*What is required*: For each line of the listing below that contains the string "excess", copy the line.

*Information provided*:

────

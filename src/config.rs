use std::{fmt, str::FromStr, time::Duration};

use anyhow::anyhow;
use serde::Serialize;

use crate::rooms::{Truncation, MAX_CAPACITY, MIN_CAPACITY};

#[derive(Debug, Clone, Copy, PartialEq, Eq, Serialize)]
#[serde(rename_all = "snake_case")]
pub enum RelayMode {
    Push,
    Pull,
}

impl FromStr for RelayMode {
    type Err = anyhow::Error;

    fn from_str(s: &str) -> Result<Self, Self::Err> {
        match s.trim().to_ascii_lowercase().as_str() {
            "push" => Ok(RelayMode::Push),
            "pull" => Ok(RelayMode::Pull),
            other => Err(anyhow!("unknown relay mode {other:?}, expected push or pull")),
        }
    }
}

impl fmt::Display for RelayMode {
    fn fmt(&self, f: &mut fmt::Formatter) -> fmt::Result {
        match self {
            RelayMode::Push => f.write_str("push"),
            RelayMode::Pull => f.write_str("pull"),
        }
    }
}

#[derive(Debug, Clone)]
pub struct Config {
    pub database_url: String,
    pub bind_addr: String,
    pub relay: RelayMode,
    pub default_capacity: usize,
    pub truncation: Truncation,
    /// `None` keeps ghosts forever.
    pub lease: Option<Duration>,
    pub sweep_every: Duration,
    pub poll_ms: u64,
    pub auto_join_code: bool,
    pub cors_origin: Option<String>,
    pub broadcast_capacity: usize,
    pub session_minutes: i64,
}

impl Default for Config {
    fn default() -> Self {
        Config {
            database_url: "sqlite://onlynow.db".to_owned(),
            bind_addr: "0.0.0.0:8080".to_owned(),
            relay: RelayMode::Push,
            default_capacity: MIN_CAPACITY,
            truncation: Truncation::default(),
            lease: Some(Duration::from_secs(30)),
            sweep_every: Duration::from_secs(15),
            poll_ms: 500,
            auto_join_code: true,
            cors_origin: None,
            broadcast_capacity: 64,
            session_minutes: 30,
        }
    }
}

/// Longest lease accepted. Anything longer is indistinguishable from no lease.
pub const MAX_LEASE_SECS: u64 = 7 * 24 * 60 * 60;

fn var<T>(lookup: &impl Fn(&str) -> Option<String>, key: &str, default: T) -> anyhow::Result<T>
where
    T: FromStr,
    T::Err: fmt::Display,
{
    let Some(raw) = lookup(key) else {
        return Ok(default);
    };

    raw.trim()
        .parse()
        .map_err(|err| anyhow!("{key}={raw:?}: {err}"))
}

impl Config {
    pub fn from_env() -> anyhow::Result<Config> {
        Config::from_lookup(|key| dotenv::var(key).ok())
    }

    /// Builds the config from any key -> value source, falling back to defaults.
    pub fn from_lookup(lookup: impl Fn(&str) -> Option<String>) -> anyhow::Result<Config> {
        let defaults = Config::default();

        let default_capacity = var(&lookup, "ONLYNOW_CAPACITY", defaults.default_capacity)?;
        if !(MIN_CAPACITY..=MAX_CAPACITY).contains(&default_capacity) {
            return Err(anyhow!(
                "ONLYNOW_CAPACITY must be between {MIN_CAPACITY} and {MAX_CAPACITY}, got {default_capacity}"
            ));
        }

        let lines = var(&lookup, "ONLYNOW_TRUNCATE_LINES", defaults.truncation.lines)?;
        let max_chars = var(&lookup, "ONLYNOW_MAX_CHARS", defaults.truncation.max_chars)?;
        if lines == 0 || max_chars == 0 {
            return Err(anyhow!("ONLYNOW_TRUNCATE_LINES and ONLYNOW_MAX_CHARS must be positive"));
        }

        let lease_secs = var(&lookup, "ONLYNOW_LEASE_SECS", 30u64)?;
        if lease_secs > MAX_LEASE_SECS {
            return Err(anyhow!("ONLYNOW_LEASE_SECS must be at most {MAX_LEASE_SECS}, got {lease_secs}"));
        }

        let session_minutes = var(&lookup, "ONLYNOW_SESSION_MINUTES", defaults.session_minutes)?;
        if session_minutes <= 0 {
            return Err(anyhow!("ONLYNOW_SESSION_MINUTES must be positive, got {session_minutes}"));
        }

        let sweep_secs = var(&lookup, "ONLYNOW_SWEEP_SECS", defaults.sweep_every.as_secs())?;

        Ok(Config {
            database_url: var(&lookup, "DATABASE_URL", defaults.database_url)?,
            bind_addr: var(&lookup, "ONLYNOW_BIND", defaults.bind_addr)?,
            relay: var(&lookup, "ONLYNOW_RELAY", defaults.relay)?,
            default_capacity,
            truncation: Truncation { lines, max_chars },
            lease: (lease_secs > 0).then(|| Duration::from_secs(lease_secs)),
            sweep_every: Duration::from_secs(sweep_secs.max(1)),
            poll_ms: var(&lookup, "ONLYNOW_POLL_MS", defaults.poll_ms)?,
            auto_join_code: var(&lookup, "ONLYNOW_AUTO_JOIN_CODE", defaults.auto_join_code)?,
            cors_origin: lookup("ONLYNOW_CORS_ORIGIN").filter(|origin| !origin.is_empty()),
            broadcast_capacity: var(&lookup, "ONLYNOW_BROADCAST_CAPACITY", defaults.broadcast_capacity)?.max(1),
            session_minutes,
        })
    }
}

────

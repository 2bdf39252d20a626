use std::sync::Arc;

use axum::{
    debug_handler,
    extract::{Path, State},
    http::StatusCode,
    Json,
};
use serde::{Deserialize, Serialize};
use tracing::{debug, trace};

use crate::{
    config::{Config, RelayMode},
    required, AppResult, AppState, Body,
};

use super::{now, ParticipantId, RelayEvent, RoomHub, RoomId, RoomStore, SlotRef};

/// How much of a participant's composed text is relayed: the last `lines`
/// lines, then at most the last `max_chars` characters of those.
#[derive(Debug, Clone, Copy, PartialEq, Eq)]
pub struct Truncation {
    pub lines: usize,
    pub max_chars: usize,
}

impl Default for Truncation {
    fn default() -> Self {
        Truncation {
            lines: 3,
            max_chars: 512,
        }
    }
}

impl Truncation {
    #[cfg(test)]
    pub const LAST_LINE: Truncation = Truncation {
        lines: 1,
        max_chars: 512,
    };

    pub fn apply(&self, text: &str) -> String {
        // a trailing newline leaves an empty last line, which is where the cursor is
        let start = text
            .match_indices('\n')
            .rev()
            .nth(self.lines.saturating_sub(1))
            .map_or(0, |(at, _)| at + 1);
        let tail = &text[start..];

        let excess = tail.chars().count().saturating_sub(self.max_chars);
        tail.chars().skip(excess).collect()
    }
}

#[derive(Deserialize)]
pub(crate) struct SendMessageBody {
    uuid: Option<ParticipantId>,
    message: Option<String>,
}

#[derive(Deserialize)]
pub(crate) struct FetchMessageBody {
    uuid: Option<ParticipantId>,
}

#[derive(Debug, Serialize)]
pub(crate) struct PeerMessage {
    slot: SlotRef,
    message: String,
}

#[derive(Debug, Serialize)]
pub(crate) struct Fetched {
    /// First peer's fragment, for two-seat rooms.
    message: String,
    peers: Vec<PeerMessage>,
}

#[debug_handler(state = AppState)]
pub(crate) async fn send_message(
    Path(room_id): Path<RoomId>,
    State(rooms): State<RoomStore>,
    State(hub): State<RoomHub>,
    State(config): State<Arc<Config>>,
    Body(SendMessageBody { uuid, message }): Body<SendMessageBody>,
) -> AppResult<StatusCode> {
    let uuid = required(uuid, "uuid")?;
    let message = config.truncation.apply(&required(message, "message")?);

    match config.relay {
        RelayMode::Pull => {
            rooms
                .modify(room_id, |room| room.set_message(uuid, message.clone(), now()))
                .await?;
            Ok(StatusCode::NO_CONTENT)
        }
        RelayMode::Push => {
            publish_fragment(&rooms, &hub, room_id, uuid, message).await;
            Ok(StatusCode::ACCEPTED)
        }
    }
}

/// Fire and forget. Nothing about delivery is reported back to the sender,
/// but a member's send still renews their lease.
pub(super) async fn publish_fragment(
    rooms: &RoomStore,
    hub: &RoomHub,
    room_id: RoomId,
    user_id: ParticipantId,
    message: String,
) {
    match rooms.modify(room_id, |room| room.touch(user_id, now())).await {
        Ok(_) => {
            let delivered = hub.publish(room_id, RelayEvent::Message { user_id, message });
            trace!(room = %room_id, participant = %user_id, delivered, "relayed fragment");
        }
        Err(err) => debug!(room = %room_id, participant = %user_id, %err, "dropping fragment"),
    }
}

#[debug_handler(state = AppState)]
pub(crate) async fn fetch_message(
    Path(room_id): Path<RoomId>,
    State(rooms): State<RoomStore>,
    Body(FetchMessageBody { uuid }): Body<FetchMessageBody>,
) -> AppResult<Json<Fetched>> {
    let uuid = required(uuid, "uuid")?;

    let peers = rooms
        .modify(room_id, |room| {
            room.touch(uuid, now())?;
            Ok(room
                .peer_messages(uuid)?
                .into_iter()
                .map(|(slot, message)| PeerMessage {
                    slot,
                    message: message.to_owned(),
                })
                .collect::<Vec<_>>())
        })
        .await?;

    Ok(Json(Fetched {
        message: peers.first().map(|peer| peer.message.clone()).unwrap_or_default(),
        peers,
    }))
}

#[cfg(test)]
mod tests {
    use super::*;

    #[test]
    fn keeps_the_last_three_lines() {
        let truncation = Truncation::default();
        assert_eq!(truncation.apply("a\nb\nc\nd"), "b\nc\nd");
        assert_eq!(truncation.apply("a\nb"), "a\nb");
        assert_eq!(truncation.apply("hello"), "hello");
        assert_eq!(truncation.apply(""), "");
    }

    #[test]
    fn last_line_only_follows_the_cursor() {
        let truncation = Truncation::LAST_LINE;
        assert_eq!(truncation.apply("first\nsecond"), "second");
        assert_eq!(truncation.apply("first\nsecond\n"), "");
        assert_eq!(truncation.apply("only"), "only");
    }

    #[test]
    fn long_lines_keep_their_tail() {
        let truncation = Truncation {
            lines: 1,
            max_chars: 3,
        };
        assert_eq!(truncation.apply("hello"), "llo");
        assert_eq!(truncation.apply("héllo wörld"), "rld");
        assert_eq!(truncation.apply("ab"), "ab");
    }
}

────

*Exercise solution*:
        let excess = tail.chars().count().saturating_sub(self.max_chars);
        tail.chars().skip(excess).collect()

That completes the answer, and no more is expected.